During the past seven years, PubNub — a startup founded in California in 2010 — has evolved into something they call a global Data Stream Network (DSN). At its base, it’s an IaaS-solution intended to fulfill demand in the field of real-time messaging.

Currently, Distillery is one of four PubNub certified development partners. We are calling this out not to boast about it, but rather to help share information about using PubNub, and possible ways of implementing PubNub. To do this, we’ll use the example of a demo project that Distillery created in order to obtain the aforementioned partnership.

If you want to see the code right away (C# and JavaScript), you can do so by opening our GitHub repository. For those of you interested in learning more about the potential of PubNub implementation, please continue on to the article below.

Overview of PubNub’s Capabilities

PubNub offers a few main service categories:

  • Real-time messaging. This API involves a publish/subscribe system based on a global infrastructure that consists of 15 points-of-presence with the stated latency rate of 250ms. It supports low-latency messaging between any number of devices and users anywhere in the world. It offers a range of excellent capabilities, including support of channels with high loads, data compression, and automatic bundling for messages in case of bad connection quality.
  • Presence. This API is used to track the current state of clients, from obtaining information about basic items such as “online/offline” status to receiving notifications when your contact types you a message.
  • Functions. Previously, this feature was named BLOCKS, but it recently passed through rebranding. (To be more precise, it’s still passing through this complex process). This is a set of scripts written in JavaScript which run on PubNub servers. Such scripts are used to filter, aggregate, or transform data, as well as communicate with third-party services, as you will see below.
  • Some of PubNub’s other service categories include Storage & Playback, Stream Controller, and Mobile Push.

To implement all these features, PubNub offers more than 70 SDKs which cover the majority of the most popular programming languages, including IoT solutions built on Arduino, Raspberry Pi, and even Samsung Smart TV. (The full list is available here).

Creating Our PubNub Project

Now that you have enough theoretical knowledge, we can switch our focus to the practical work. Becoming a PubNub partner starts with completing a project on PubNub using the following test task: “Use two different SDKs and the following features: Presence, PAM, and 1 Block.” PAM stands for PubNub Access Manager.
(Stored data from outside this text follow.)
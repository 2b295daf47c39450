//! Chat log entries.

use chrono::{DateTime, SecondsFormat, Utc};
use serde::{Deserialize, Serialize};

/// Author name used for messages synthesized from notifications.
pub const SYSTEM_AUTHOR: &str = "System";

/// Where a message came from.
#[derive(Debug, Clone, Copy, PartialEq, Eq, Hash, Serialize, Deserialize)]
#[serde(rename_all = "snake_case")]
pub enum Origin {
    /// Sent by a user and relayed by the broker.
    Peer,
    /// Synthesized locally from a broker notification.
    System,
}

/// A single entry in the chat log. Immutable once constructed.
#[derive(Debug, Clone, PartialEq, Eq, Serialize, Deserialize)]
pub struct Message {
    author: String,
    text: String,
    timestamp: String,
    origin: Origin,
}

impl Message {
    /// A message relayed from a peer, keeping the broker's timestamp verbatim.
    pub fn peer(
        author: impl Into<String>,
        text: impl Into<String>,
        timestamp: impl Into<String>,
    ) -> Self {
        Self {
            author: author.into(),
            text: text.into(),
            timestamp: timestamp.into(),
            origin: Origin::Peer,
        }
    }

    /// A system message stamped with the local receipt time.
    pub fn system(text: impl Into<String>, received_at: DateTime<Utc>) -> Self {
        Self {
            author: SYSTEM_AUTHOR.to_string(),
            text: text.into(),
            timestamp: format_timestamp(received_at),
            origin: Origin::System,
        }
    }

    pub fn author(&self) -> &str {
        &self.author
    }

    pub fn text(&self) -> &str {
        &self.text
    }

    /// ISO-8601 timestamp. For system messages this is local receipt time.
    pub fn timestamp(&self) -> &str {
        &self.timestamp
    }

    pub fn origin(&self) -> Origin {
        self.origin
    }
}

/// Format a time the way browsers' `Date#toISOString` does.
pub fn format_timestamp(at: DateTime<Utc>) -> String {
    at.to_rfc3339_opts(SecondsFormat::Millis, true)
}

#[cfg(test)]
mod tests {
    use super::*;
    use chrono::TimeZone;

    #[test]
    fn system_message_shape() {
        let at = Utc.with_ymd_and_hms(2024, 5, 1, 12, 0, 0).unwrap();
        let msg = Message::system("bob left", at);
        assert_eq!(msg.author(), SYSTEM_AUTHOR);
        assert_eq!(msg.text(), "bob left");
        assert_eq!(msg.timestamp(), "2024-05-01T12:00:00.000Z");
        assert_eq!(msg.origin(), Origin::System);
    }

    #[test]
    fn peer_timestamp_is_verbatim() {
        let msg = Message::peer("bob", "hey", "T1");
        assert_eq!(msg.timestamp(), "T1");
        assert_eq!(msg.origin(), Origin::Peer);
    }

    #[test]
    fn origin_serializes_lowercase() {
        let json = serde_json::to_value(Message::peer("a", "b", "c")).unwrap();
        assert_eq!(json["origin"], "peer");
    }
}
It’s a plug-in for the security framework that allows you to control access to a channel on the application level, channel level, or user level.

Given that the task’s requirements are pretty basic and beige, one has a lot of free space for imagination. Our imagination led us to an idea that is not really useful, let alone incredibly interesting. We decided to develop a talking chat. In order to make it more fun, however, we decided not only to use a text-to-speech translator, but also to allow the display of verbal emotions.

The concept of our application is incredibly simple: it’s a website with only two pages. First, the user comes to an initial login page that has no real authentication features. To be redirected to the chat page, the user must choose a nickname and a working mode (“Full” or “Read Only”). The chat page has a separate window for the chat messages, including such system messages as “John joined the channel,” a text input field, and a drop-down list of emotions. When you receive new messages from other users, the messages are converted into speech, and the speech conveys an emotion that was chosen by the sender.

We decided to use the basic BLOCK by IBM Watson, which requires only minimal adjustments (mostly, setting the voice’s parameters). At the time of this article’s publication, only three voices supported emotions: en-US_AllisonVoice (female), en-US_LisaVoice (female), and en-US_MichaelVoice (male). Just a couple of months ago, however, only Allison was able to read texts with emotions. So it’s obvious that, slowly, changes and updates are taking place.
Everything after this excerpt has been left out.